Roman Fort

Whickham - Washing Well Roman Fort

In 1970 Dr. McCord, on a flight from Sunderland airport noticed odd lines in a field between Team Valley and Whickham. The lines showed the typical playing card shape of a Roman Fort and an east and north gate. This was thought to be the missing piece of the stanegate jigsaw. Carlisle was linked to Corbridge with a series of forts, this line did not extend to the east coast and Whickham fort could solve the mystery.

The site of the fort lies just south of the old farmhouse of Washing Wells in Whickham. The ground slopes away on all sides except the north, where the approach is more level.

Aerial photographs clearly show a succession of Roman military structures; the main cropmarks represent successive lines of ditches of several phases or periods. At two points groups of symmetrically placed cropmarks suggest large post holes, which may have held timber uprights of gateway structures. It may therefore, be reasonably concluded that the site is that of a pre - Hadrianic fort. Faint cropmarks exist in a field near this site, which may indicate barrows and non - Roman occupation of the area. Another find of interest in the same general area is a Bronze Age burial.

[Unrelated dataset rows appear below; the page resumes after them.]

//! Orchestration error taxonomy.
//!
//! Plumbing code returns `anyhow::Result`; these variants name the failure
//! classes the engine reacts to differently. Transient adapter and model
//! errors are retried below the engine and only reach it once the local
//! retry budget is spent.

use thiserror::Error;

#[derive(Debug, Error)]
pub enum OrchError {
    /// The code host could not be reached. Retryable; the poll cursor is not advanced.
    #[error("source unavailable: {0}")]
    SourceUnavailable(String),

    /// A dev/review/agent-call ceiling was reached.
    #[error("{counter} budget exceeded ({ceiling}/{ceiling})")]
    BudgetExceeded { counter: String, ceiling: u32 },

    /// An agent could not apply a tool action (patch, commit, push).
    #[error("tool failure: {0}")]
    ToolFailure(String),

    /// An event older than the task watermark or referencing a superseded sha.
    #[error("stale event {0}")]
    StaleEvent(String),

    /// The language model kept failing after local retries.
    #[error("model unavailable: {0}")]
    ModelUnavailable(String),
}

impl OrchError {
    pub fn tool(err: impl std::fmt::Display) -> Self {
        Self::ToolFailure(err.to_string())
    }

    /// Whether the caller may retry the same operation later.
    pub fn is_retryable(&self) -> bool {
        matches!(self, Self::SourceUnavailable(_) | Self::ModelUnavailable(_))
    }
}
//! Typed settings assembled from config keys and environment overrides.

use std::time::Duration;

use crate::backoff::RetryPolicy;
use crate::engine::budget::Ceilings;

const DEFAULT_LLM_URL: &str = "https://openrouter.ai/api/v1";
const DEFAULT_LLM_MODEL: &str = "gpt-4o-mini";

/// Language-model client settings.
#[derive(Debug, Clone)]
pub struct LlmSettings {
    pub url: String,
    pub token: Option<String>,
    pub model: String,
    pub max_tokens: u32,
    pub retries: u32,
}

/// Everything the engine needs to start.
#[derive(Debug, Clone)]
pub struct Settings {
    pub repos: Vec<String>,
    pub gh_token: Option<String>,
    pub poll_interval: Duration,
    pub max_parallel: usize,
    pub agent_timeout: Duration,
    pub initial_lookback: chrono::Duration,
    pub auto_code_after_plan: bool,
    pub reset_dev_on_new_pr: bool,
    pub ceilings: Ceilings,
    pub llm: LlmSettings,
    pub gh_retry: RetryPolicy,
    pub workspace_root: Option<std::path::PathBuf>,
}

impl Settings {
    /// Load from the process environment and the YAML config files.
    pub fn load() -> anyhow::Result<Self> {
        Self::from_lookup(
            |name| std::env::var(name).ok().filter(|v| !v.is_empty()),
            |key| super::get(key).ok(),
        )
    }

    /// Assemble settings from an environment lookup and a config lookup.
    /// Environment variables win over config keys.
    pub fn from_lookup(
        env: impl Fn(&str) -> Option<String>,
        config: impl Fn(&str) -> Option<String>,
    ) -> anyhow::Result<Self> {
        let pick = |var: &str, key: &str| env(var).or_else(|| config(key));

        let mut repos = match env("GH_REPOSITORY") {
            Some(raw) => super::parse_list(&raw),
            None => config("repos").map(|r| super::parse_list(&r)).unwrap_or_default(),
        };
        if repos.is_empty() {
            if let Some(single) = config("repo") {
                repos.push(single);
            }
        }
        for repo in &repos {
            if repo.split('/').filter(|s| !s.is_empty()).count() != 2 {
                anyhow::bail!("invalid repository '{repo}', expected owner/name");
            }
        }

        let poll_seconds: u64 = parse_or(pick("POLL_SECONDS", "engine.poll_seconds"), 15)?;
        let max_parallel: usize = parse_or(config("engine.max_parallel"), 4)?;
        let timeout_seconds: u64 = parse_or(config("engine.agent_timeout_seconds"), 1800)?;
        let lookback_hours: i64 = parse_or(config("engine.initial_lookback_hours"), 24)?;

        let ceilings = Ceilings {
            dev: parse_or(config("budget.dev"), 5)?,
            review: parse_or(config("budget.review"), 5)?,
            agent_calls: parse_or(config("budget.agent_calls"), 50)?,
        };

        let llm = LlmSettings {
            url: pick("LLM_API_URL", "llm.url").unwrap_or_else(|| DEFAULT_LLM_URL.to_string()),
            token: env("LLM_API_TOKEN"),
            model: pick("LLM_MODEL", "llm.model").unwrap_or_else(|| DEFAULT_LLM_MODEL.to_string()),
            max_tokens: parse_or(config("llm.max_tokens"), 4096)?,
            retries: parse_or(config("llm.retries"), 3)?,
        };

        let gh_retry = RetryPolicy {
            attempts: parse_or(config("gh.retries"), 3)?,
            base: Duration::from_secs(parse_or(config("gh.backoff.base_seconds"), 2)?),
            max: Duration::from_secs(parse_or(config("gh.backoff.max_seconds"), 60)?),
        };

        Ok(Self {
            repos,
            gh_token: env("GH_TOKEN").or_else(|| env("GITHUB_TOKEN")),
            poll_interval: Duration::from_secs(poll_seconds.max(1)),
            max_parallel: max_parallel.max(1),
            agent_timeout: Duration::from_secs(timeout_seconds),
            initial_lookback: chrono::Duration::hours(lookback_hours),
            auto_code_after_plan: parse_bool_or(
                pick("AUTO_CODE_AFTER_PLAN", "workflow.auto_code_after_plan"),
                true,
            )?,
            reset_dev_on_new_pr: parse_bool_or(config("workflow.reset_dev_on_new_pr"), true)?,
            ceilings,
            llm,
            gh_retry,
            workspace_root: config("workspace.root").map(std::path::PathBuf::from),
        })
    }
}

fn parse_or<T>(raw: Option<String>, default: T) -> anyhow::Result<T>
where
    T: std::str::FromStr,
    T::Err: std::fmt::Display,
{
    match raw {
        None => Ok(default),
        Some(v) => v
            .trim()
            .parse()
            .map_err(|e| anyhow::anyhow!("invalid value '{v}': {e}")),
    }
}

fn parse_bool_or(raw: Option<String>, default: bool) -> anyhow::Result<bool> {
    match raw.as_deref().map(|s| s.trim().to_lowercase()) {
        None => Ok(default),
        Some(v) => match v.as_str() {
            "1" | "true" | "yes" | "on" => Ok(true),
            "0" | "false" | "no" | "off" => Ok(false),
            _ => anyhow::bail!("invalid boolean '{v}'"),
        },
    }
}
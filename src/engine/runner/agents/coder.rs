use async_trait::async_trait;
use serde_json::json;

use super::tools::{self, ToolStep};
use super::{base_vars, opening_messages, truncate, AgentBody, Step, MAX_PROMPT_SECTION};
use crate::backends::CodeHost;
use crate::engine::budget::Ceilings;
use crate::engine::runner::workspace::Workspace;
use crate::engine::runner::{AgentContext, AgentRole, Artifact};
use crate::error::OrchError;
use crate::llm::{Message, Reply, ToolSpec};
use crate::template::Prompt;

/// Implements the plan (and review feedback) through workspace tools.
pub struct Coder {
    ceilings: Ceilings,
    subject: String,
}

impl Coder {
    pub fn new(ceilings: Ceilings) -> Self {
        Self {
            ceilings,
            subject: String::new(),
        }
    }
}

#[async_trait]
impl AgentBody for Coder {
    fn role(&self) -> AgentRole {
        AgentRole::Coder
    }

    fn tools(&self) -> Vec<ToolSpec> {
        tools::specs(json!({
            "type": "object",
            "properties": {"summary": {"type": "string", "description": "What changed"}},
            "required": ["summary"],
        }))
    }

    fn needs_workspace(&self) -> bool {
        true
    }

    async fn opening(&mut self, ctx: &AgentContext, host: &dyn CodeHost) -> anyhow::Result<Vec<Message>> {
        let task = &ctx.task;
        let issue = host.get_issue(task.task_ref.number).await?;
        self.subject = format!("{} (#{})", task.title, task.task_ref.number);

        let mut vars = base_vars(self.role(), ctx);
        vars.insert("BODY".to_string(), truncate(&issue.body, MAX_PROMPT_SECTION));
        if !task.feedback.is_empty() {
            let feedback: Vec<String> = task.feedback.iter().map(|f| format!("- {f}")).collect();
            vars.insert("FEEDBACK".to_string(), feedback.join("\n"));
            vars.insert("ITERATION".to_string(), task.dev_iterations.to_string());
            vars.insert("MAX_ITERATIONS".to_string(), self.ceilings.dev.to_string());
        }
        opening_messages(self.role(), Prompt::Coder, ctx, &vars)
    }

    async fn on_reply(&mut self, reply: Reply, ws: Option<&dyn Workspace>) -> Result<Step, OrchError> {
        let ws = ws.ok_or_else(|| OrchError::tool("coder has no workspace"))?;
        match reply {
            Reply::ToolCalls(calls) => match tools::apply(calls, ws, &self.subject).await? {
                ToolStep::Continue(messages) => Ok(Step::Continue(messages)),
                ToolStep::Finished { change, .. } => Ok(Step::Done(Artifact::Change(change))),
            },
            Reply::Text(text) => Ok(Step::Continue(vec![
                Message::assistant(text),
                Message::user("Use the tools to make the change, then call finish."),
            ])),
        }
    }
}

Material from this is in Sunderland Museum.

A survey by the Dept of Archaeology of the University of Durham in 1998 found that although the overall dimensions could not be determined with certainty, it was thought the area of the fort was C.2.5 hectares the size normally associated with a garrison of 480 men. The date and function of Washing Wells fort is unclear, but if this fort represents a practice camp, where a variety of methods of defence were practiced - ditches, rampart types, survey and lay - out - the varied nature of the evidence might be explained.